American film producer (born 1953)

Ira Deutchman is a producer, distributor and marketer of independent films. In 2000, he moved into film exhibition as co-founder and managing partner of Emerging Pictures, a New York-based digital exhibition company, which was sold in January 2015 to Vancouver-based 20 Year Media. He also served as Chair of the Film Program at Columbia University School of the Arts from 2011 to 2015, where he has been a Professor since 1987. Deutchman is a member of The Academy of Motion Picture Arts and Sciences. He was one of the original creative advisors to the Sundance Institute and formerly served on the board of advisors for the Sundance Film Festival. He has also served as a board member and former board chair for the Independent Feature Project, the board of advisors for the Los Angeles Independent Film Festival, the Williamstown Film Festival, IFP/West, and the Collective for Living Cinema, and was a member of the board for Kartemquin Films.

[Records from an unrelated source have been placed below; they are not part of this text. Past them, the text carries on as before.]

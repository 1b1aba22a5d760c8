//! loadrun CLI - run load tests locally or distributed over containers.

mod args;
mod dist;
mod error;
mod local;

use std::process::ExitCode;

use clap::Parser;
use tokio_util::sync::CancellationToken;
use tracing::subscriber::SetGlobalDefaultError;
use tracing::warn;
use tracing_subscriber::{EnvFilter, FmtSubscriber};

use crate::args::{Cli, Command, LocalCommand};
use crate::error::CliError;

fn init_tracing(verbose: bool) -> Result<(), SetGlobalDefaultError> {
    let default = if verbose { "debug" } else { "info" };
    let filter = EnvFilter::try_from_default_env().unwrap_or_else(|_| EnvFilter::new(default));

    // Logs go to stderr; stdout carries test output.
    let subscriber = FmtSubscriber::builder()
        .with_env_filter(filter)
        .with_target(false)
        .with_writer(std::io::stderr)
        .finish();
    tracing::subscriber::set_global_default(subscriber)
}

/// Cancel `token` on the first Ctrl-C.
fn watch_interrupt(token: CancellationToken) {
    tokio::spawn(async move {
        if tokio::signal::ctrl_c().await.is_ok() {
            warn!("Received Ctrl-C, shutting down");
            token.cancel();
        }
    });
}

async fn dispatch(cli: Cli, cancel: CancellationToken) -> Result<i32, CliError> {
    match cli.command {
        Command::Local {
            command: LocalCommand::Run(run),
        } => local::run(run, cancel).await,
        Command::Dist(args) => dist::run(args, cancel).await,
    }
}

#[tokio::main]
async fn main() -> ExitCode {
    let cli = Cli::parse();
    if let Err(e) = init_tracing(cli.verbose()) {
        eprintln!("!! cannot set up logging: {}", e);
        return ExitCode::FAILURE;
    }

    let cancel = CancellationToken::new();
    watch_interrupt(cancel.clone());

    let code = match dispatch(cli, cancel).await {
        Ok(code) => code,
        Err(e) => {
            eprintln!("!! {}", e);
            e.exit_code()
        }
    };

    ExitCode::from(u8::try_from(code).unwrap_or(1))
}
//! Compose rendering of a topology, used by `--validate-config`.
//!
//! The document is rendered from the same [`ContainerSpec`]s the launcher
//! starts, so what is validated is what would run.

use std::collections::BTreeMap;

use loadrun_backend::{ContainerSpec, MountKind};
use loadrun_core::{ClusterSpec, HealthPolicy, RoleKind};
use serde::Serialize;

use crate::launcher::{container_spec, run_labels};

/// Top-level compose document.
#[derive(Debug, Clone, PartialEq, Serialize)]
pub struct ComposeDocument {
    pub name: String,
    pub services: BTreeMap<String, Service>,
    pub networks: BTreeMap<String, Resource>,
    pub volumes: BTreeMap<String, Resource>,
}

/// One replica.
#[derive(Debug, Clone, PartialEq, Serialize)]
pub struct Service {
    pub image: String,
    pub container_name: String,
    pub hostname: String,
    #[serde(skip_serializing_if = "Vec::is_empty")]
    pub command: Vec<String>,
    pub environment: BTreeMap<String, String>,
    pub labels: BTreeMap<String, String>,
    pub networks: Vec<String>,
    pub volumes: Vec<String>,
    #[serde(skip_serializing_if = "Option::is_none")]
    pub working_dir: Option<String>,
    pub ulimits: Ulimits,
    #[serde(skip_serializing_if = "std::ops::Not::not")]
    pub tty: bool,
    #[serde(skip_serializing_if = "Option::is_none")]
    pub healthcheck: Option<Healthcheck>,
    #[serde(skip_serializing_if = "Vec::is_empty")]
    pub depends_on: Vec<String>,
}

#[derive(Debug, Clone, PartialEq, Serialize)]
pub struct Ulimits {
    pub nofile: Limit,
}

#[derive(Debug, Clone, Copy, PartialEq, Serialize)]
pub struct Limit {
    pub soft: u64,
    pub hard: u64,
}

#[derive(Debug, Clone, PartialEq, Serialize)]
pub struct Healthcheck {
    pub interval: String,
    pub timeout: String,
    pub retries: u32,
}

/// Named network or volume.
#[derive(Debug, Clone, PartialEq, Serialize)]
pub struct Resource {
    pub name: String,
    pub labels: BTreeMap<String, String>,
}

impl ComposeDocument {
    /// Render the cluster as it would be launched.
    pub fn render(spec: &ClusterSpec, health: &HealthPolicy) -> Self {
        let labels = run_labels(spec);
        let coordinator = spec.coordinator_name();

        let services = spec
            .replicas()
            .into_iter()
            .map(|(kind, _, name)| {
                let mut service = Service::from(container_spec(spec, kind, &name, health));
                if kind == RoleKind::Worker {
                    service.depends_on.push(coordinator.clone());
                }
                (name, service)
            })
            .collect();

        let resource = |name: &str| {
            (
                name.to_string(),
                Resource {
                    name: name.to_string(),
                    labels: labels.clone(),
                },
            )
        };

        Self {
            name: spec.prefix().to_string(),
            services,
            networks: [resource(spec.network())].into_iter().collect(),
            volumes: spec.volumes().iter().map(|v| resource(v)).collect(),
        }
    }

    /// Pretty JSON; compose reads JSON as YAML.
    pub fn to_json(&self) -> serde_json::Result<String> {
        serde_json::to_string_pretty(self)
    }
}

impl From<ContainerSpec> for Service {
    fn from(container: ContainerSpec) -> Self {
        let volumes = container
            .mounts
            .iter()
            .map(|m| {
                let mut entry = format!("{}:{}", m.source, m.target);
                if m.read_only {
                    entry.push_str(":ro");
                } else if m.kind == MountKind::Bind {
                    entry.push_str(":rw");
                }
                entry
            })
            .collect();

        Self {
            image: container.image,
            hostname: container.name.clone(),
            container_name: container.name,
            command: container.command,
            environment: container.env,
            labels: container.labels,
            networks: vec![container.network],
            volumes,
            working_dir: container.workdir,
            ulimits: Ulimits {
                nofile: Limit {
                    soft: container.limit_nofile,
                    hard: container.limit_nofile,
                },
            },
            tty: container.tty,
            healthcheck: container.health.map(|h| Healthcheck {
                interval: format!("{}s", h.interval.as_secs()),
                timeout: format!("{}s", h.timeout.as_secs()),
                retries: h.retries,
            }),
            depends_on: Vec::new(),
        }
    }
}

Deutchman continues to produce films, consults on the marketing and distribution of independent films and teaches producing students in the MFA Film Program at Columbia University's School of the Arts. Current projects include a film adaptation of Barbara Ehrenreich's best-selling book "Nickel and Dimed," a theatrical adaptation of Joan Micklin Silver's 1976 independent film "Hester Street" and a documentary about art film maverick Donald Rugoff, which premiered at the 2019 DOC NYC Festival in New York. He consults for Cinecitta on the marketing of Italian cinema in the United States. Deutchman was awarded the first annual Spotlight Lifetime Achievement Award at the 2017 Sundance Art House Convergence.

== Early life and education ==
Deutchman was born in Cherry Point, NC, on a military base, where his father was serving in the Marines. The family then moved to the Bronx. He spent his formative years on the south side of Chicago, graduating from the Myra Bradwell School in 1967. In his early teen years, his family moved briefly to Highland Park, a northern suburb of Chicago, before moving to New Jersey, where he graduated from Paramus High School. He returned to the Chicago area to attend Northwestern University, graduating in 1975 with a BS in speech, with a major in radio, TV, Film.

== Early career ==
While still in college at Northwestern University, Deutchman organized and marketed the Midwest premiere of John Cassavetes' A Woman Under the Influence. Shortly after graduation in 1975, Deutchman began his professional career, working under Don Rugoff at Cinema 5 Ltd., where he began in non-theatrical sales, moving into advertising before being named Director of Acquisitions. While there, he worked on the marketing of a number of high-profile art films such as "Scenes from a Marriage", "Monty Python and the Holy Grail", "Swept Away", "Harlan County USA" and "Pumping Iron".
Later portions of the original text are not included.